Em longa toga verde e trazendo um manto prateado de pêlo de urso polar, Kholtak caminhou pelos corredores a passos vagarosos pensando no que podia fazer naquela situação por seu povo. O som metálico de seu cetro real ecoava na pedra fria que compunha o corredor desolado, aonde há poucos anos servos amontoavam-se, mas que agora estavam muito além das fronteiras de Lomatubar, seja por que fugiram, ou por que suas almas foram encomendadas aos deuses pela praga. Nos lábios fissurados da realeza, fazia-se uma prece muda.



Os dois dados de seis lados rolaram sobre a mesa de madeira gasta resultando em uma soma que definia o número de cartas a serem compradas. O outro competidor resmungou uma afirmação pelo azar, levantando-se e caminhando pela taverna vazia, indo até o balcão, pulando sobre ele, arrumando duas canecas rachadas e preenchendo da cerva gelada que saía da torneira no barril, logo voltando com destreza até seu lugar, servindo o companheiro enquanto tomava demorada golada e pegava as cartas do deck embaralhado no lado esquerdo da mesa. Houve um barulho, era o eqüino antes deitado que levantara derrubando uma cadeira. Os dois observaram o animal sair pela porta como gente, de focinho erguido como um nobre soberbo. Voltando suas atenções ao jogo, um cofiou seu bigode enquanto o outro sorriu confiante com seus dentes postiços de ouro. O malandro abriu o leque de cartas sobre a mesa, sendo todas as seis idênticas. Vencera o jogo com um sorriso amarelo.

- Hahah! Acho que perdeu, velhote! – a voz do homem era trapaceira e seus olhos espremiam-se.

- Oh, sim! Devo considerar-lhe o verídico victorioso desta partida productiva! – a voz do homem de bigode era descontraída, com um sotaque rústico e ainda assim aristocrática de alguma maneira.

O mais velho passou sua sacola de moedas para o amigo bem sucedido, deixando-a cair por acidente. O mais raposo logo abaixou para pegar a sacola com moedas dentro, contudo, três cartas caíram de sua manga fazendo o homem de armadura e bigode sorrir com seus dentes gastos em meio à sua bebida.

- Quero dizer, teria vencido se estivéssemos em um torneio de prestidigitação! Hoh-oh!

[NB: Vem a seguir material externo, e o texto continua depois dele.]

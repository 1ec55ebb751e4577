use ratatui::{
    layout::{Constraint, Direction, Layout, Rect},
    style::{Color, Modifier, Style},
    text::{Line, Span},
    widgets::{Block, Borders, Paragraph, Tabs},
    Frame,
};

use super::widgets::{dashboard, mistakes, stations};
use super::{App, View};

pub fn draw(f: &mut Frame, app: &App) {
    let chunks = Layout::default()
        .direction(Direction::Vertical)
        .constraints([
            Constraint::Length(3), // Tab bar
            Constraint::Min(0),    // Content
            Constraint::Length(1), // Help bar
        ])
        .split(f.area());

    draw_tabs(f, app, chunks[0]);
    draw_content(f, app, chunks[1]);
    draw_help_bar(f, app, chunks[2]);
}

fn draw_tabs(f: &mut Frame, app: &App, area: Rect) {
    let tab_titles = vec!["Dashboard", "Mistakes", "Stations"];
    let selected = match app.view {
        View::Dashboard => 0,
        View::Mistakes => 1,
        View::Stations => 2,
    };

    let tabs = Tabs::new(tab_titles)
        .block(Block::default().borders(Borders::ALL).title(" eartrain "))
        .select(selected)
        .style(Style::default().fg(Color::White))
        .highlight_style(
            Style::default()
                .fg(Color::Yellow)
                .add_modifier(Modifier::BOLD),
        );

    f.render_widget(tabs, area);
}

fn draw_content(f: &mut Frame, app: &App, area: Rect) {
    match app.view {
        View::Dashboard => dashboard::draw(f, app, area),
        View::Mistakes => mistakes::draw(f, app, area),
        View::Stations => stations::draw(f, app, area),
    }
}

fn draw_help_bar(f: &mut Frame, app: &App, area: Rect) {
    let mut spans = vec![
        Span::styled("h/l", Style::default().fg(Color::Cyan)),
        Span::raw(" Views  "),
    ];

    match app.view {
        View::Dashboard => {
            spans.extend(vec![
                Span::styled("^r", Style::default().fg(Color::Cyan)),
                Span::raw(" Refresh  "),
            ]);
        }
        View::Mistakes | View::Stations => {
            spans.extend(vec![
                Span::styled("j/k", Style::default().fg(Color::Cyan)),
                Span::raw(" Nav  "),
                Span::styled("g/G", Style::default().fg(Color::Cyan)),
                Span::raw(" Top/Bot  "),
                Span::styled("^r", Style::default().fg(Color::Cyan)),
                Span::raw(" Refresh  "),
            ]);
        }
    }

    spans.extend(vec![
        Span::styled("q", Style::default().fg(Color::Cyan)),
        Span::raw(" Quit"),
    ]);

    let help = Paragraph::new(Line::from(spans)).style(Style::default().bg(Color::DarkGray));

    f.render_widget(help, area);
}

Rapidamente pegou a sacola da mão do outro e prendeu a seu cinto, antes de erguer-se para pegar uma maçã conservada em uma cesta sobre uma mesa parcialmente destruída. Os passos metálicos da bota de sua armadura completa esmagavam as canecas quebradas, ossos de comida mal acabada e restos do que horas atrás fora uma taverna simples freqüentada por camponeses e artesãos. Agora desolada, sem taverneiro, clientes ou qualquer pessoa viva além dos dois ali.

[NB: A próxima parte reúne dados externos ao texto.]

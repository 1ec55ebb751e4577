use serde::{Deserialize, Serialize};

/// The twelve pitch classes, spelled with sharps.
#[derive(Debug, Clone, Copy, PartialEq, Eq, Hash, Serialize, Deserialize)]
pub enum NoteName {
    C,
    CSharp,
    D,
    DSharp,
    E,
    F,
    FSharp,
    G,
    GSharp,
    A,
    ASharp,
    B,
}

impl NoteName {
    pub const ALL: [NoteName; 12] = [
        NoteName::C,
        NoteName::CSharp,
        NoteName::D,
        NoteName::DSharp,
        NoteName::E,
        NoteName::F,
        NoteName::FSharp,
        NoteName::G,
        NoteName::GSharp,
        NoteName::A,
        NoteName::ASharp,
        NoteName::B,
    ];

    /// Semitone within the octave (C=0, B=11).
    pub fn semitone(self) -> u8 {
        match self {
            NoteName::C => 0,
            NoteName::CSharp => 1,
            NoteName::D => 2,
            NoteName::DSharp => 3,
            NoteName::E => 4,
            NoteName::F => 5,
            NoteName::FSharp => 6,
            NoteName::G => 7,
            NoteName::GSharp => 8,
            NoteName::A => 9,
            NoteName::ASharp => 10,
            NoteName::B => 11,
        }
    }

    pub fn from_semitone(semitone: u8) -> Self {
        Self::ALL[(semitone % 12) as usize]
    }

    /// Pitch class of a MIDI note number.
    pub fn from_midi(midi: u8) -> Self {
        Self::from_semitone(midi % 12)
    }

    /// MIDI note number for this pitch class in the given octave
    /// (octave 4 holds middle C).
    pub fn to_midi(self, octave: u8) -> u8 {
        (octave + 1) * 12 + self.semitone()
    }

    pub fn letter(self) -> &'static str {
        match self {
            NoteName::C => "C",
            NoteName::CSharp => "C#",
            NoteName::D => "D",
            NoteName::DSharp => "D#",
            NoteName::E => "E",
            NoteName::F => "F",
            NoteName::FSharp => "F#",
            NoteName::G => "G",
            NoteName::GSharp => "G#",
            NoteName::A => "A",
            NoteName::ASharp => "A#",
            NoteName::B => "B",
        }
    }

    pub fn solfege(self) -> &'static str {
        match self {
            NoteName::C => "Do",
            NoteName::CSharp => "Di",
            NoteName::D => "Re",
            NoteName::DSharp => "Ri",
            NoteName::E => "Mi",
            NoteName::F => "Fa",
            NoteName::FSharp => "Fi",
            NoteName::G => "Sol",
            NoteName::GSharp => "Si",
            NoteName::A => "La",
            NoteName::ASharp => "Li",
            NoteName::B => "Ti",
        }
    }
}

impl std::fmt::Display for NoteName {
    fn fmt(&self, f: &mut std::fmt::Formatter<'_>) -> std::fmt::Result {
        write!(f, "{}", self.letter())
    }
}

/// "C4"-style label for a MIDI note number.
pub fn midi_label(midi: u8) -> String {
    let octave = (midi / 12) as i32 - 1;
    format!("{}{}", NoteName::from_midi(midi).letter(), octave)
}

/// Interval names for 0..=12 semitones. Out-of-range values clamp to the
/// octave.
pub fn interval_label(semitones: u8) -> &'static str {
    const LABELS: [&str; 13] = [
        "Unison",
        "Minor 2nd",
        "Major 2nd",
        "Minor 3rd",
        "Major 3rd",
        "Perfect 4th",
        "Tritone",
        "Perfect 5th",
        "Minor 6th",
        "Major 6th",
        "Minor 7th",
        "Major 7th",
        "Octave",
    ];
    LABELS[(semitones as usize).min(LABELS.len() - 1)]
}

/// The two scale modes the trainer drills.
#[derive(Debug, Clone, Copy, PartialEq, Eq, Hash, Serialize, Deserialize)]
pub enum ScaleMode {
    Major,
    NaturalMinor,
}

impl ScaleMode {
    pub const ALL: [ScaleMode; 2] = [ScaleMode::Major, ScaleMode::NaturalMinor];

    /// Interval pattern in semitones from the root.
    pub fn intervals(self) -> &'static [u8; 7] {
        match self {
            ScaleMode::Major => &[0, 2, 4, 5, 7, 9, 11],
            ScaleMode::NaturalMinor => &[0, 2, 3, 5, 7, 8, 10],
        }
    }

    /// Pitch class of the given degree (1..=7) in this mode.
    pub fn degree_note(self, key: NoteName, degree: u8) -> NoteName {
        let idx = (degree.clamp(1, 7) - 1) as usize;
        NoteName::from_semitone(key.semitone() + self.intervals()[idx])
    }

    pub fn label(self) -> &'static str {
        match self {
            ScaleMode::Major => "major",
            ScaleMode::NaturalMinor => "minor",
        }
    }
}

#[derive(Debug, Clone, Copy, PartialEq, Eq, Hash, Serialize, Deserialize)]
pub enum TriadQuality {
    Major,
    Minor,
    Diminished,
    Augmented,
}

impl TriadQuality {
    pub const ALL: [TriadQuality; 4] = [
        TriadQuality::Major,
        TriadQuality::Minor,
        TriadQuality::Diminished,
        TriadQuality::Augmented,
    ];

    pub fn intervals(self) -> &'static [u8; 3] {
        match self {
            TriadQuality::Major => &[0, 4, 7],
            TriadQuality::Minor => &[0, 3, 7],
            TriadQuality::Diminished => &[0, 3, 6],
            TriadQuality::Augmented => &[0, 4, 8],
        }
    }

    pub fn label(self) -> &'static str {
        match self {
            TriadQuality::Major => "Major",
            TriadQuality::Minor => "Minor",
            TriadQuality::Diminished => "Diminished",
            TriadQuality::Augmented => "Augmented",
        }
    }
}

/// MIDI notes of a triad built on the given root note.
pub fn spell_triad(root_midi: u8, quality: TriadQuality) -> Vec<u8> {
    quality
        .intervals()
        .iter()
        .map(|&i| root_midi.saturating_add(i))
        .collect()
}

/// Diatonic functions of the major scale, as drilled in the chord-function
/// exercise.
#[derive(Debug, Clone, Copy, PartialEq, Eq, Hash, Serialize, Deserialize)]
pub enum ChordFunction {
    Tonic,
    Supertonic,
    Mediant,
    Subdominant,
    Dominant,
    Submediant,
    LeadingTone,
}

impl ChordFunction {
    pub const ALL: [ChordFunction; 7] = [
        ChordFunction::Tonic,
        ChordFunction::Supertonic,
        ChordFunction::Mediant,
        ChordFunction::Subdominant,
        ChordFunction::Dominant,
        ChordFunction::Submediant,
        ChordFunction::LeadingTone,
    ];

    /// Scale position, 0-based.
    pub fn degree_index(self) -> usize {
        match self {
            ChordFunction::Tonic => 0,
            ChordFunction::Supertonic => 1,
            ChordFunction::Mediant => 2,
            ChordFunction::Subdominant => 3,
            ChordFunction::Dominant => 4,
            ChordFunction::Submediant => 5,
            ChordFunction::LeadingTone => 6,
        }
    }

    /// Root pitch class of this function's triad in the given major key.
    pub fn root_in(self, key: NoteName) -> NoteName {
        ScaleMode::Major.degree_note(key, self.degree_index() as u8 + 1)
    }

    /// Triad quality this function takes in a major key.
    pub fn quality(self) -> TriadQuality {
        match self {
            ChordFunction::Tonic | ChordFunction::Subdominant | ChordFunction::Dominant => {
                TriadQuality::Major
            }
            ChordFunction::LeadingTone => TriadQuality::Diminished,
            _ => TriadQuality::Minor,
        }
    }

    pub fn numeral(self) -> &'static str {
        match self {
            ChordFunction::Tonic => "I",
            ChordFunction::Supertonic => "ii",
            ChordFunction::Mediant => "iii",
            ChordFunction::Subdominant => "IV",
            ChordFunction::Dominant => "V",
            ChordFunction::Submediant => "vi",
            ChordFunction::LeadingTone => "vii\u{00b0}",
        }
    }
}

/// Ordinal label for a scale degree (1..=7).
pub fn degree_label(degree: u8) -> &'static str {
    match degree {
        1 => "1st",
        2 => "2nd",
        3 => "3rd",
        4 => "4th",
        5 => "5th",
        6 => "6th",
        _ => "7th",
    }
}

Embaralharam novamente as cartas e distribuíram entre eles reiniciando o jogo. O homem adulto, de densos e revoltosos cabelos ruivos, assim como seus fartos bigodes e cavanhaque, com olhos azuis claros, marca dos bárbaros que se misturavam nas “pastagens” de sua linhagem, trajando uma armadura de batalha branca com o símbolo de Khalmyr, a balança sobreposta à uma espada e queimada no peitoral, era conhecido como Gallath Laerthe, um jovem ginete paladino do Deus da Justiça e Ordem, vindo da distante Namalkah com seu cavalo irmão Gawayn, um alasão digno de ser admirado pelos maiores tratadores eqüestres de Arton. O outro, com orelhas pequenas e pontiagudas revelando seu nascimento bastardo da mistura de sangue humano com élfico, apresentando beleza exótica, dentes feitos de blocos de ouro modelado que ocupavam o lugar dos verdadeiros que apodreceram, mechas castanhas encaracoladas, olhar sagaz e sádico, trajes em tom marrom e finos até aonde lhe era permitido pelo ouro que possuía, magro e baixo, trazendo sempre a barba mal-feita no rosto rosado e seu mosquete preso às costas era Sir. Donovan Burgomestre, um cavaleiro caído das ordens reais de Ahlen, não que soubesse montar cavalos, na realidade tinha o costume de cair mesmo quando montava um jegue, entretanto, sua família até pouco tempo era tradicional na etiquetaria ahleniana, antes de ter sido derrubada por inimigos e vendida como escravos pelo próprio Donovan em seus tempos mais vis.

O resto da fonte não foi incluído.